The drug should be used in a minimally effective dose as little as possible. Take the inside of the pill completely, without chewing, squeezed with a small amount of water, during or after a meal. 1 tablet (100 mg) once a day. The maximum daily dose of the drug is 150 mg.

To achieve a maximum daily dose of 150 mg, other forms of diclofenac sodium may be taken in a dose of 50 mg.

With symptomatic treatment of dysmenorrhea, a single daily dose can be increased to 200 mg.

Side effects:

According to the World Health Organization (WHO), adverse reactions are classified according to their frequency of development as follows: very often (> 1/10), often (>1/100, <1/10), infrequently (>1/1000, <1/100), rarely (>1/10000, <1/1000) and very rarely (<1/10000); frequency seemed possible.

From the gastrointestinal side tract:

often: nausea, vomiting, diarrhea, dyspepsia, abdominal pain, flatulence, anorexia;

rarely: gastritis, vomiting with an admixture of blood, gastrointestinal

bleeding, melena, gastric or intestinal ulcers, possibly with complications (bleeding, perforation), frequent stools with a trace of blood, proctitis;

rarely: stomatitis, glossitis, esophagitis, esophageal motility disorder, pancreatitis, intestinal stricture, nonspecific

hemorrhagic colitis, exacerbation of ulcerative colitis or Crohn's disease, constipation, exacerbation of hemorrhoids.

From the nervous system:

often: headache, dizziness;

rarely: drowsiness;

rarely: depression, irritability, aseptic meningitis (usually in patients with systemic lupus erythematosus and other systemic connective tissue diseases), weakness,disorientation, nightmarish dreams, a sense of fear, memory impairment, tremor, cerebrovascular disorders, impaired sensitivity (including paresthesia), seizures.
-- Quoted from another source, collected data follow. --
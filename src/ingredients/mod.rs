pub mod dto;
mod repo;
mod repo_types;
pub mod services;
mod store;

pub use repo::PgIngredientStore;
pub use repo_types::Ingredient;
pub use store::IngredientStore;
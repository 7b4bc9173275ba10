use async_trait::async_trait;
use uuid::Uuid;

use super::repo_types::Preferences;
use crate::error::AppError;

/// Persistence for dietary preferences, one row per user.
#[async_trait]
pub trait PreferencesStore: Send + Sync {
    async fn find(&self, user_id: Uuid) -> Result<Option<Preferences>, AppError>;

    /// Fails with `AppError::Conflict` when the user already has preferences.
    async fn insert(
        &self,
        user_id: Uuid,
        diet_type: Option<&str>,
        allergies: &[String],
        meals_per_day: i32,
    ) -> Result<Preferences, AppError>;

    async fn update(&self, prefs: &Preferences) -> Result<Option<Preferences>, AppError>;
}
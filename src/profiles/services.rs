use tracing::{info, instrument, warn};
use uuid::Uuid;

use super::dto::{validate, CreateProfileRequest, UpdateProfileRequest};
use super::repo_types::Profile;
use super::store::ProfileStore;
use crate::error::AppError;
use crate::metrics::calculate_metrics;

#[instrument(skip(store))]
pub async fn get_profile(store: &dyn ProfileStore, user_id: Uuid) -> Result<Profile, AppError> {
    store
        .find(user_id)
        .await?
        .ok_or(AppError::NotFound("Profile"))
}

#[instrument(skip(store, inputs))]
pub async fn create_profile(
    store: &dyn ProfileStore,
    user_id: Uuid,
    inputs: CreateProfileRequest,
) -> Result<Profile, AppError> {
    validate(&inputs).map_err(AppError::InvalidInput)?;

    if store.find(user_id).await?.is_some() {
        warn!(%user_id, "profile already exists");
        return Err(AppError::Conflict("Profile already exists".into()));
    }

    let metrics = calculate_metrics(&inputs);
    let profile = store.insert(user_id, &inputs, &metrics).await?;
    info!(%user_id, target_calories = metrics.target_calories, "profile created");
    Ok(profile)
}

/// Merge the given inputs over the stored ones and recompute every target.
#[instrument(skip(store, req))]
pub async fn update_profile(
    store: &dyn ProfileStore,
    user_id: Uuid,
    req: UpdateProfileRequest,
) -> Result<Profile, AppError> {
    let current = get_profile(store, user_id).await?;
    let inputs = req.merge_into(current.inputs);
    validate(&inputs).map_err(AppError::InvalidInput)?;

    let metrics = calculate_metrics(&inputs);
    let profile = store
        .update(user_id, &inputs, &metrics)
        .await?
        .ok_or(AppError::NotFound("Profile"))?;
    info!(%user_id, target_calories = metrics.target_calories, "profile updated");
    Ok(profile)
}

#[instrument(skip(store))]
pub async fn delete_profile(store: &dyn ProfileStore, user_id: Uuid) -> Result<(), AppError> {
    if !store.delete(user_id).await? {
        return Err(AppError::NotFound("Profile"));
    }
    info!(%user_id, "profile deleted");
    Ok(())
}
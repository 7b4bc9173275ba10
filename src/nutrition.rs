use std::ops::Add;

use serde::{Deserialize, Serialize};

use crate::ingredients::Ingredient;
use crate::metrics::{round_to, MacroTargets};

/// Macro totals for a meal or a whole day.
#[derive(Debug, Clone, Copy, Default, PartialEq, Serialize, Deserialize)]
pub struct Nutrition {
    pub calories: f64,
    pub protein: f64,
    pub carbs: f64,
    pub fat: f64,
}

impl Nutrition {
    /// Calories to whole kcal, macros to one decimal.
    pub fn rounded(self) -> Self {
        Self {
            calories: self.calories.round(),
            protein: round_to(self.protein, 1),
            carbs: round_to(self.carbs, 1),
            fat: round_to(self.fat, 1),
        }
    }

    /// Weighted absolute deviation from `targets`. Protein counts double and
    /// fat one and a half times; lower is better.
    pub fn deviation_score(&self, targets: &MacroTargets) -> f64 {
        (self.calories - targets.calories).abs()
            + 2.0 * (self.protein - targets.protein).abs()
            + (self.carbs - targets.carbs).abs()
            + 1.5 * (self.fat - targets.fat).abs()
    }
}

impl Add for Nutrition {
    type Output = Nutrition;

    fn add(self, rhs: Nutrition) -> Nutrition {
        Nutrition {
            calories: self.calories + rhs.calories,
            protein: self.protein + rhs.protein,
            carbs: self.carbs + rhs.carbs,
            fat: self.fat + rhs.fat,
        }
    }
}

impl std::iter::Sum for Nutrition {
    fn sum<I: Iterator<Item = Nutrition>>(iter: I) -> Nutrition {
        iter.fold(Nutrition::default(), Add::add)
    }
}

/// One line of a meal's recipe with the ingredient already resolved.
#[derive(Debug, Clone, PartialEq, Serialize)]
pub struct MealIngredient {
    pub ingredient: Ingredient,
    /// grams, millilitres or item count, matching `ingredient.unit`
    pub amount: f64,
}

/// Sum per-100-unit ingredient values scaled by each amount.
pub fn calculate_meal_nutrition(items: &[MealIngredient]) -> Nutrition {
    items
        .iter()
        .map(|item| {
            let scale = item.amount / 100.0;
            let i = &item.ingredient;
            Nutrition {
                calories: i.calories_per_100g * scale,
                protein: i.protein_per_100g * scale,
                carbs: i.carbs_per_100g * scale,
                fat: i.fat_per_100g * scale,
            }
        })
        .sum::<Nutrition>()
        .rounded()
}
use std::sync::Arc;

use sqlx::PgPool;

use crate::config::AppConfig;
use crate::db;
use crate::ingredients::{IngredientStore, PgIngredientStore};
use crate::meal_plans::{MealCatalog, MealPlanStore, PgMealPlanStore};
use crate::meals::{MealStore, PgMealStore};
use crate::preferences::{PgPreferencesStore, PreferencesStore};
use crate::profiles::{PgProfileStore, ProfileStore};

#[derive(Clone)]
pub struct AppState {
    pub db: PgPool,
    pub config: Arc<AppConfig>,
    pub ingredients: Arc<dyn IngredientStore>,
    pub meals: Arc<dyn MealStore>,
    pub catalog: Arc<dyn MealCatalog>,
    pub profiles: Arc<dyn ProfileStore>,
    pub preferences: Arc<dyn PreferencesStore>,
    pub plans: Arc<dyn MealPlanStore>,
}

impl AppState {
    pub async fn init() -> anyhow::Result<Self> {
        let config = Arc::new(AppConfig::from_env()?);
        let db = db::connect(&config).await?;
        Ok(Self::from_pool(db, config))
    }

    /// Wire the Postgres-backed stores onto an existing pool.
    pub fn from_pool(db: PgPool, config: Arc<AppConfig>) -> Self {
        let meals = Arc::new(PgMealStore::new(db.clone()));
        Self {
            ingredients: Arc::new(PgIngredientStore::new(db.clone())),
            meals: meals.clone(),
            catalog: meals,
            profiles: Arc::new(PgProfileStore::new(db.clone())),
            preferences: Arc::new(PgPreferencesStore::new(db.clone())),
            plans: Arc::new(PgMealPlanStore::new(db.clone())),
            db,
            config,
        }
    }
}
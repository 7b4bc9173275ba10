use tracing::{info, instrument, warn};
use uuid::Uuid;

use super::dto::{validate, CreateIngredientRequest, UpdateIngredientRequest};
use super::repo_types::Ingredient;
use super::store::IngredientStore;
use crate::error::AppError;

#[instrument(skip(store))]
pub async fn list_ingredients(store: &dyn IngredientStore) -> Result<Vec<Ingredient>, AppError> {
    store.list().await
}

#[instrument(skip(store))]
pub async fn get_ingredient(store: &dyn IngredientStore, id: Uuid) -> Result<Ingredient, AppError> {
    store
        .find_by_id(id)
        .await?
        .ok_or(AppError::NotFound("Ingredient"))
}

#[instrument(skip(store, req))]
pub async fn create_ingredient(
    store: &dyn IngredientStore,
    req: CreateIngredientRequest,
) -> Result<Ingredient, AppError> {
    let new = req.into_ingredient();
    validate(&new).map_err(AppError::InvalidInput)?;

    if store.find_by_name(&new.name).await?.is_some() {
        warn!(name = %new.name, "ingredient already exists");
        return Err(AppError::Conflict("Ingredient already exists".into()));
    }

    let created = store.insert(&new).await?;
    info!(ingredient_id = %created.id, name = %created.name, "ingredient created");
    Ok(created)
}

#[instrument(skip(store, req))]
pub async fn update_ingredient(
    store: &dyn IngredientStore,
    id: Uuid,
    req: UpdateIngredientRequest,
) -> Result<Ingredient, AppError> {
    let current = get_ingredient(store, id).await?;
    let merged = req.merge_into(current);
    validate(&merged).map_err(AppError::InvalidInput)?;

    let updated = store
        .update(&merged)
        .await?
        .ok_or(AppError::NotFound("Ingredient"))?;
    info!(ingredient_id = %updated.id, "ingredient updated");
    Ok(updated)
}

#[instrument(skip(store))]
pub async fn delete_ingredient(store: &dyn IngredientStore, id: Uuid) -> Result<(), AppError> {
    if !store.delete(id).await? {
        return Err(AppError::NotFound("Ingredient"));
    }
    info!(ingredient_id = %id, "ingredient deleted");
    Ok(())
}
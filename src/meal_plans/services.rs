use std::collections::HashMap;

use rand::rngs::StdRng;
use rand::{Rng, SeedableRng};
use time::Date;
use tracing::{info, instrument, warn};
use uuid::Uuid;

use super::dto::{CreateMealPlanRequest, GenerateOutcome, MealPlanDetails, SwapMealRequest};
use super::repo_types::{MealPlan, NewMealPlan};
use super::store::{MealCatalog, MealPlanStore};
use crate::config::PlannerConfig;
use crate::error::AppError;
use crate::meals::dto::MealDetails;
use crate::meals::{MealType, ResolvedMeal};
use crate::metrics::MacroTargets;
use crate::nutrition::Nutrition;
use crate::planner::find_best_meal_combination;
use crate::preferences::{matches_preferences, Preferences, PreferencesStore};
use crate::profiles::services::get_profile;
use crate::profiles::ProfileStore;
use crate::state::AppState;

/// Fail with `InvalidInput` naming the first id the catalog does not know.
async fn ensure_meals_exist(catalog: &dyn MealCatalog, ids: &[Uuid]) -> Result<(), AppError> {
    if ids.is_empty() {
        return Ok(());
    }
    let known: Vec<Uuid> = catalog
        .resolve(ids)
        .await?
        .into_iter()
        .map(|m| m.meal.id)
        .collect();
    if let Some(missing) = ids.iter().find(|id| !known.contains(id)) {
        warn!(meal_id = %missing, "plan references unknown meal");
        return Err(AppError::InvalidInput(format!("Meal {} not found", missing)));
    }
    Ok(())
}

#[instrument(skip(plans, catalog))]
pub async fn get_meal_plan(
    plans: &dyn MealPlanStore,
    catalog: &dyn MealCatalog,
    user_id: Uuid,
    date: Date,
) -> Result<MealPlanDetails, AppError> {
    let plan = plans
        .find(user_id, date)
        .await?
        .ok_or(AppError::NotFound("Meal plan"))?;

    let by_id: HashMap<Uuid, ResolvedMeal> = catalog
        .resolve(&plan.meal_ids())
        .await?
        .into_iter()
        .map(|m| (m.meal.id, m))
        .collect();
    let take = |meal_type: MealType| -> Option<MealDetails> {
        let id = plan.slot(meal_type)?;
        // the same meal may fill more than one slot
        by_id.get(&id).cloned().map(MealDetails::from)
    };
    let breakfast = take(MealType::Breakfast);
    let lunch = take(MealType::Lunch);
    let dinner = take(MealType::Dinner);

    let nutrition = [&breakfast, &lunch, &dinner]
        .into_iter()
        .flatten()
        .map(|m| m.nutrition)
        .sum::<Nutrition>()
        .rounded();

    Ok(MealPlanDetails {
        plan,
        breakfast,
        lunch,
        dinner,
        nutrition,
    })
}

#[instrument(skip(plans, catalog, req))]
pub async fn create_meal_plan(
    plans: &dyn MealPlanStore,
    catalog: &dyn MealCatalog,
    user_id: Uuid,
    req: CreateMealPlanRequest,
) -> Result<MealPlan, AppError> {
    if plans.find(user_id, req.date).await?.is_some() {
        warn!(%user_id, date = %req.date, "meal plan already exists");
        return Err(AppError::Conflict(
            "Meal plan already exists for this date".into(),
        ));
    }

    let new = NewMealPlan {
        user_id,
        date: req.date,
        breakfast_id: req.breakfast,
        lunch_id: req.lunch,
        dinner_id: req.dinner,
    };
    ensure_meals_exist(catalog, &new.meal_ids()).await?;

    let plan = plans.insert(new).await?;
    info!(plan_id = %plan.id, %user_id, date = %plan.date, "meal plan created");
    Ok(plan)
}

#[instrument(skip(plans, catalog, req))]
pub async fn swap_meal(
    plans: &dyn MealPlanStore,
    catalog: &dyn MealCatalog,
    user_id: Uuid,
    req: SwapMealRequest,
) -> Result<MealPlan, AppError> {
    if plans.find(user_id, req.date).await?.is_none() {
        return Err(AppError::NotFound("Meal plan"));
    }
    if catalog.resolve(&[req.meal_id]).await?.is_empty() {
        return Err(AppError::InvalidInput("Meal not found".into()));
    }

    let plan = plans
        .set_slot(user_id, req.date, req.slot, req.meal_id)
        .await?
        .ok_or(AppError::NotFound("Meal plan"))?;
    info!(plan_id = %plan.id, slot = req.slot.as_str(), meal_id = %req.meal_id, "meal swapped");
    Ok(plan)
}

#[instrument(skip(plans))]
pub async fn delete_meal_plan(
    plans: &dyn MealPlanStore,
    user_id: Uuid,
    date: Date,
) -> Result<(), AppError> {
    if !plans.delete(user_id, date).await? {
        return Err(AppError::NotFound("Meal plan"));
    }
    info!(%user_id, %date, "meal plan deleted");
    Ok(())
}

/// Build candidate pools from the catalog, pick the best day and store it,
/// replacing any plan the user already had for `date`.
///
/// When no acceptable combination exists the stored plan is left alone and
/// `GenerateOutcome::NotEnoughMeals` is returned.
#[allow(clippy::too_many_arguments)]
#[instrument(skip(plans, catalog, targets, prefs, config, rng))]
pub async fn generate_meal_plan<R>(
    plans: &dyn MealPlanStore,
    catalog: &dyn MealCatalog,
    user_id: Uuid,
    date: Date,
    targets: &MacroTargets,
    prefs: Option<&Preferences>,
    config: &PlannerConfig,
    rng: &mut R,
) -> Result<GenerateOutcome, AppError>
where
    R: Rng + Send,
{
    let mut pools: Vec<Vec<ResolvedMeal>> = Vec::with_capacity(MealType::ALL.len());
    for meal_type in MealType::ALL {
        let pool: Vec<ResolvedMeal> = catalog
            .candidates(meal_type)
            .await?
            .into_iter()
            .filter(|m| matches_preferences(&m.meal, prefs))
            .collect();
        pools.push(pool);
    }

    let picked = find_best_meal_combination(&pools[0], &pools[1], &pools[2], targets, config, rng)
        .map(|c| {
            (
                NewMealPlan {
                    user_id,
                    date,
                    breakfast_id: Some(c.breakfast.meal.id),
                    lunch_id: Some(c.lunch.meal.id),
                    dinner_id: Some(c.dinner.meal.id),
                },
                c.nutrition,
                c.score,
            )
        });

    let Some((new, nutrition, score)) = picked else {
        info!(
            %user_id,
            %date,
            breakfasts = pools[0].len(),
            lunches = pools[1].len(),
            dinners = pools[2].len(),
            "no acceptable meal combination"
        );
        return Ok(GenerateOutcome::NotEnoughMeals);
    };

    let plan = plans.replace(new).await?;
    info!(plan_id = %plan.id, %user_id, %date, score, "meal plan generated");
    Ok(GenerateOutcome::Generated {
        plan,
        nutrition,
        score,
    })
}

/// Generate a plan for `date` from the user's stored profile and preferences.
///
/// Fails with `NotFound` when the user has no profile; missing preferences
/// leave the whole catalog eligible.
#[allow(clippy::too_many_arguments)]
#[instrument(skip(profiles, preferences, plans, catalog, config, rng))]
pub async fn generate_from_profile<R>(
    profiles: &dyn ProfileStore,
    preferences: &dyn PreferencesStore,
    plans: &dyn MealPlanStore,
    catalog: &dyn MealCatalog,
    user_id: Uuid,
    date: Date,
    config: &PlannerConfig,
    rng: &mut R,
) -> Result<GenerateOutcome, AppError>
where
    R: Rng + Send,
{
    let profile = get_profile(profiles, user_id).await?;
    let prefs = preferences.find(user_id).await?;
    generate_meal_plan(
        plans,
        catalog,
        user_id,
        date,
        &profile.metrics.targets(),
        prefs.as_ref(),
        config,
        rng,
    )
    .await
}

#[instrument(skip(state))]
pub async fn generate_for_user(
    state: &AppState,
    user_id: Uuid,
    date: Date,
) -> Result<GenerateOutcome, AppError> {
    let mut rng = StdRng::from_entropy();
    generate_from_profile(
        state.profiles.as_ref(),
        state.preferences.as_ref(),
        state.plans.as_ref(),
        state.catalog.as_ref(),
        user_id,
        date,
        &state.config.planner,
        &mut rng,
    )
    .await
}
From the senses: often: vertigo, coordination disorder;

rarely: noise in the ears, hearing impairment, blurred vision, diplopia, a violation of taste sensations.

From the urinary system:

rarely: acute renal failure, hematuria, proteinuria, nephrotic syndrome, interstitial nephritis, papillary necrosis.

From the organs of hematopoiesis and the immune system:

rarely: anaphylactic reactions (including lowering blood pressure and anaphylactic shock);

rarely: anemia (including hemolytic and aplastic anemia), leukopenia, thrombocytopenia, eosinophilia, agranulocytosis, thrombocytopenic purpura, worsening of the course of infectious processes (development of necrotizing fasciitis, pneumonia), angioedema (including Quincke's edema).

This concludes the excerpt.